I found the “Why Not Valetudo” page on that site extremely persuasive. I would consider myself technically inclined. I also own a robot vacuum so I can spend more time doing important things that leverage my skills. Valetudo does not serve this mission.

Very impressive, but I disagree that this is the clear best choice for anywhere close to anyone.


Also, the first line in "Why Valetudo?"

> First of all, please do not try to convince people to use Valetudo.

A good realist position for such a project to take.


That is very refreshing.

Many geek hobbies like 3D printing and home automation are becoming full of unnecessarily smug evangelization if you're not using hivemind approved software and tools, even if it requires a lot more work to do.

It's nice to a see a project encourage their userbase to be realistic about what it is and refrain from trying to force it on everyone as the only acceptable way to use a robot vaccuum.


> Many geek hobbies like 3D printing and home automation are becoming full of unnecessarily smug evangelization if you're not using hivemind approved software and tools, even if it requires a lot more work to do.

A mix between gatekeeping and tribalism. Reasonable people realize that others who want to enjoy a hobby do not have to do the hobby the same way as they do, or make the "right" choices.


For anyone else wondering, "Why Not Valetudo" <https://valetudo.cloud/pages/general/why-not-valetudo.html> lists:

- all the same downsides as keeping the stock OS would have ("it's opinionated software", "it's not about you", and the last one "it's not a community" basically means "you can't tell me how to change my software and be confident I'll do it")

- that this fan project is not necessarily as polished as the original software (as I would have expected)

- Only supported robots are supported (as the author themselves say: duh)

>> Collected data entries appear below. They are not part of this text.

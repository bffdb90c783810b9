use std::{fmt, io};

use log::{debug, trace};

use crate::error::SetError;

/// Default capacity of an [`IntSet`].
pub const MAX_SIZE: usize = 10;

/// A set of distinct `i32` values that holds at most `N` members.
///
/// Members live in a fixed array and keep the order in which they most
/// recently became members. Removing a value and adding it again moves it to
/// the end.
#[derive(Clone, Copy)]
pub struct IntSet<const N: usize = MAX_SIZE> {
    data: [i32; N],
    // `data[used..]` is never read.
    used: usize,
}

impl<const N: usize> IntSet<N> {
    #[must_use]
    pub const fn new() -> Self {
        Self {
            data: [0; N],
            used: 0,
        }
    }

    #[must_use]
    pub const fn capacity(&self) -> usize {
        N
    }

    #[must_use]
    pub const fn size(&self) -> usize {
        self.used
    }

    #[must_use]
    pub const fn is_empty(&self) -> bool {
        self.used == 0
    }

    /// Members in insertion order.
    #[must_use]
    pub fn as_slice(&self) -> &[i32] {
        &self.data[..self.used]
    }

    pub fn iter(&self) -> impl Iterator<Item = i32> + '_ {
        self.as_slice().iter().copied()
    }

    #[must_use]
    pub fn contains(&self, value: i32) -> bool {
        self.as_slice().contains(&value)
    }

    /// Appends `value` unless it is already a member or the set is full.
    ///
    /// # Errors
    /// [`SetError::DuplicateValue`] or [`SetError::CapacityExceeded`]; the set
    /// is left untouched in both cases.
    pub fn try_add(&mut self, value: i32) -> Result<(), SetError> {
        if self.contains(value) {
            debug!("rejected duplicate member {value}");
            return Err(SetError::DuplicateValue(value));
        }
        if self.used == N {
            debug!("rejected {value}, set is full at {N} members");
            return Err(SetError::CapacityExceeded { capacity: N });
        }
        self.data[self.used] = value;
        self.used += 1;
        trace!("added {value}, size is now {}", self.used);
        Ok(())
    }

    /// Appends `value` as the newest member.
    ///
    /// Callers must know that `value` is absent and the set has room. Use
    /// [`IntSet::try_add`] when either might not hold.
    ///
    /// # Panics
    /// If `value` is already a member or the set is full.
    pub fn add(&mut self, value: i32) -> bool {
        if let Err(e) = self.try_add(value) {
            panic!("add({value}) precondition violated: {e}");
        }
        true
    }

    /// Removes `value`, shifting later members left. Returns `false` if it
    /// was not a member.
    pub fn remove(&mut self, value: i32) -> bool {
        let Some(position) = self.as_slice().iter().position(|&v| v == value) else {
            return false;
        };
        self.data.copy_within(position + 1..self.used, position);
        self.used -= 1;
        trace!("removed {value}, size is now {}", self.used);
        true
    }

    pub fn reset(&mut self) {
        self.used = 0;
    }

    #[must_use]
    pub fn is_subset_of(&self, other: &Self) -> bool {
        self.is_empty() || (self.used <= other.used && self.iter().all(|v| other.contains(v)))
    }

    /// Members of `self` followed by the members of `other` not in `self`.
    ///
    /// # Errors
    /// [`SetError::CapacityExceeded`] if the union has more than `N` members.
    pub fn try_union_with(&self, other: &Self) -> Result<Self, SetError> {
        let extra = other.subtract(self);
        if self.used + extra.used > N {
            debug!(
                "union of {} and {} new members exceeds capacity {N}",
                self.used, extra.used
            );
            return Err(SetError::CapacityExceeded { capacity: N });
        }
        let mut union = *self;
        for value in extra.iter() {
            union.add(value);
        }
        Ok(union)
    }

    /// # Panics
    /// If the union has more than `N` members.
    #[must_use]
    pub fn union_with(&self, other: &Self) -> Self {
        match self.try_union_with(other) {
            Ok(union) => union,
            Err(e) => panic!("union_with precondition violated: {e}"),
        }
    }

    /// Members present in both sets, in the order they have in `self`.
    #[must_use]
    pub fn intersect(&self, other: &Self) -> Self {
        let mut intersection = *self;
        for value in self.iter() {
            if !other.contains(value) {
                intersection.remove(value);
            }
        }
        intersection
    }

    /// Members of `self` that are not in `other`.
    #[must_use]
    pub fn subtract(&self, other: &Self) -> Self {
        let mut difference = Self::new();
        for value in self.iter().filter(|&v| !other.contains(v)) {
            difference.add(value);
        }
        difference
    }

    /// Writes the members in order, separated by two spaces.
    ///
    /// # Errors
    /// Whatever the sink returns.
    pub fn dump<W: fmt::Write>(&self, out: &mut W) -> fmt::Result {
        let mut members = self.iter();
        if let Some(first) = members.next() {
            write!(out, "{first}")?;
            for value in members {
                write!(out, "  {value}")?;
            }
        }
        Ok(())
    }

    /// [`IntSet::dump`] for byte sinks.
    ///
    /// # Errors
    /// Whatever the sink returns.
    pub fn dump_to<W: io::Write>(&self, out: &mut W) -> io::Result<()> {
        write!(out, "{self}")
    }
}

/// Set equality, ignoring order.
#[must_use]
pub fn equal<const N: usize>(a: &IntSet<N>, b: &IntSet<N>) -> bool {
    a.size() == b.size() && a.subtract(b).is_empty()
}

impl<const N: usize> Default for IntSet<N> {
    fn default() -> Self {
        Self::new()
    }
}

impl<const N: usize> PartialEq for IntSet<N> {
    fn eq(&self, other: &Self) -> bool {
        equal(self, other)
    }
}

impl<const N: usize> Eq for IntSet<N> {}

impl<const N: usize> fmt::Debug for IntSet<N> {
    fn fmt(&self, f: &mut fmt::Formatter<'_>) -> fmt::Result {
        f.debug_set().entries(self.as_slice()).finish()
    }
}

impl<const N: usize> fmt::Display for IntSet<N> {
    fn fmt(&self, f: &mut fmt::Formatter<'_>) -> fmt::Result {
        self.dump(f)
    }
}

impl<const N: usize> TryFrom<&[i32]> for IntSet<N> {
    type Error = SetError;

    fn try_from(values: &[i32]) -> Result<Self, Self::Error> {
        let mut set = Self::new();
        for &value in values {
            set.try_add(value)?;
        }
        Ok(set)
    }
}

impl<'a, const N: usize> IntoIterator for &'a IntSet<N> {
    type Item = &'a i32;
    type IntoIter = std::slice::Iter<'a, i32>;

    fn into_iter(self) -> Self::IntoIter {
        self.as_slice().iter()
    }
}

#[cfg(test)]
mod tests {
    use super::*;

    fn set(values: &[i32]) -> IntSet {
        IntSet::try_from(values).unwrap()
    }

    fn small<const N: usize>(values: &[i32]) -> IntSet<N> {
        IntSet::try_from(values).unwrap()
    }

    #[test]
    fn new_set_is_empty() {
        let s: IntSet = IntSet::new();
        assert!(s.is_empty());
        assert_eq!(s.size(), 0);
        assert_eq!(s.capacity(), MAX_SIZE);
        assert_eq!(s.to_string(), "");
    }

    #[test]
    fn dump_keeps_insertion_order() {
        let mut s: IntSet = IntSet::new();
        assert!(s.add(3));
        assert!(s.add(1));
        assert!(s.add(2));
        let mut out = String::new();
        s.dump(&mut out).unwrap();
        assert_eq!(out, "3  1  2");
    }

    #[test]
    fn dump_to_writes_bytes() {
        let mut out = Vec::new();
        set(&[-4, 0, 9]).dump_to(&mut out).unwrap();
        assert_eq!(out, b"-4  0  9");
    }

    #[test]
    fn readding_moves_value_to_end() {
        let mut s: IntSet = IntSet::new();
        s.add(1);
        s.add(2);
        assert!(s.remove(1));
        s.add(1);
        assert_eq!(s.to_string(), "2  1");
    }

    #[test]
    fn remove_shifts_survivors() {
        let mut s = set(&[5, 6, 7, 8]);
        assert!(s.remove(6));
        assert_eq!(s.as_slice(), &[5, 7, 8]);
        assert!(s.remove(8));
        assert_eq!(s.as_slice(), &[5, 7]);
    }

    #[test]
    fn remove_missing_is_noop() {
        let mut s = set(&[1, 2]);
        assert!(!s.remove(3));
        assert_eq!(s.as_slice(), &[1, 2]);
    }

    #[test]
    fn reset_empties() {
        let mut s = set(&[1, 2, 3]);
        s.reset();
        assert!(s.is_empty());
        assert_eq!(s.size(), 0);
        assert!(!s.contains(1));
    }

    #[test]
    fn concrete_algebra() {
        let s = set(&[1, 2, 3]);
        let t = set(&[3, 4, 5]);

        let union = s.union_with(&t);
        assert_eq!(union.size(), 5);
        assert_eq!(union.to_string(), "1  2  3  4  5");

        let intersection = s.intersect(&t);
        assert_eq!(intersection.size(), 1);
        assert_eq!(intersection.to_string(), "3");

        assert_eq!(s.subtract(&t).to_string(), "1  2");
        assert_eq!(t.subtract(&s).to_string(), "4  5");
    }

    #[test]
    fn intersect_keeps_receiver_order() {
        let s = set(&[9, 4, 7, 1]);
        let t = set(&[1, 7, 9]);
        assert_eq!(s.intersect(&t).as_slice(), &[9, 7, 1]);
        assert!(s.intersect(&IntSet::new()).is_empty());
    }

    #[test]
    fn subset_rules() {
        let empty: IntSet = IntSet::new();
        let s = set(&[1, 2]);
        let t = set(&[2, 1, 3]);
        assert!(empty.is_subset_of(&empty));
        assert!(empty.is_subset_of(&s));
        assert!(s.is_subset_of(&t));
        assert!(!t.is_subset_of(&s));
        assert!(!set(&[1, 4]).is_subset_of(&t));
    }

    #[test]
    fn equality_ignores_order() {
        assert!(equal(&set(&[1, 2, 3]), &set(&[3, 1, 2])));
        assert!(!equal(&set(&[1, 2]), &set(&[1, 2, 3])));
        assert!(!equal(&set(&[1, 2]), &set(&[1, 3])));
        assert_eq!(set(&[4, 5]), set(&[5, 4]));
    }

    #[test]
    fn try_add_at_capacity_leaves_set_alone() {
        let mut s: IntSet<3> = small(&[1, 2, 3]);
        assert_eq!(
            s.try_add(4),
            Err(SetError::CapacityExceeded { capacity: 3 })
        );
        assert_eq!(s.size(), 3);
        assert_eq!(s.as_slice(), &[1, 2, 3]);
    }

    #[test]
    fn try_add_duplicate_is_rejected() {
        let mut s = set(&[1]);
        assert_eq!(s.try_add(1), Err(SetError::DuplicateValue(1)));
        assert_eq!(s.size(), 1);
    }

    #[test]
    #[should_panic(expected = "precondition violated")]
    fn add_at_capacity_panics() {
        let mut s: IntSet<2> = IntSet::new();
        s.add(1);
        s.add(2);
        s.add(3);
    }

    #[test]
    #[should_panic(expected = "already a member")]
    fn add_duplicate_panics() {
        let mut s: IntSet = IntSet::new();
        s.add(1);
        s.add(1);
    }

    #[test]
    fn union_counts_only_new_members() {
        let s: IntSet<3> = small(&[1, 2, 3]);
        let t: IntSet<3> = small(&[3, 2]);
        assert_eq!(s.union_with(&t).as_slice(), &[1, 2, 3]);

        let u: IntSet<3> = small(&[4]);
        assert_eq!(
            s.try_union_with(&u),
            Err(SetError::CapacityExceeded { capacity: 3 })
        );
    }

    #[test]
    #[should_panic(expected = "union_with precondition violated")]
    fn union_over_capacity_panics() {
        let s: IntSet<2> = small(&[1, 2]);
        let t: IntSet<2> = small(&[3]);
        let _ = s.union_with(&t);
    }

    #[test]
    fn borrowed_iteration_follows_order() {
        let s = set(&[8, -3, 5]);
        let mut seen = Vec::new();
        for &value in &s {
            seen.push(value);
        }
        assert_eq!(seen, s.iter().collect::<Vec<_>>());
    }

    #[test]
    fn debug_lists_members_only() {
        let mut s = set(&[1, 2, 3]);
        s.remove(3);
        assert_eq!(format!("{s:?}"), "{1, 2}");
    }
}
use anyhow::{Result, bail};
use rand::Rng;
use rand_xoshiro::Xoshiro128Plus;

use crate::int_set::IntSet;

/// Draws `count` distinct members uniformly from `low..=high`, in draw order.
pub(crate) fn random_set<const N: usize>(
    count: usize,
    low: i32,
    high: i32,
    rng: &mut Xoshiro128Plus,
) -> Result<IntSet<N>> {
    if count > N {
        bail!("Requested {count} members, capacity is {N}");
    }
    if low > high {
        bail!("Empty range {low}..={high}");
    }
    let span = i64::from(high) - i64::from(low) + 1;
    if span < i64::try_from(count)? {
        bail!("Range {low}..={high} holds only {span} values, {count} requested");
    }

    let mut set = IntSet::new();
    while set.size() < count {
        let value = rng.random_range(low..=high);
        if !set.contains(value) {
            set.add(value);
        }
    }
    Ok(set)
}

- it only works in english

- you can't revert to stock software if you don't like it

For me, the latter is the only thing worth mentioning. You made me curious what all these compelling downsides are but the rest is obvious and the latter isn't surprising / I would have known to check beforehand

How did you come to the conclusion that it's not likely the right choice for nearly anyone? Do you think so many people wouldn't understand enough English to operate the controls of a robot vacuum cleaner? Have you found features to be missing or clunky/fragile enough that people would frequently want to revert to stock? Do you think people care so much about it being community-driven FOSS that they'd rather keep the proprietary OS instead of open source that isn't community-driven?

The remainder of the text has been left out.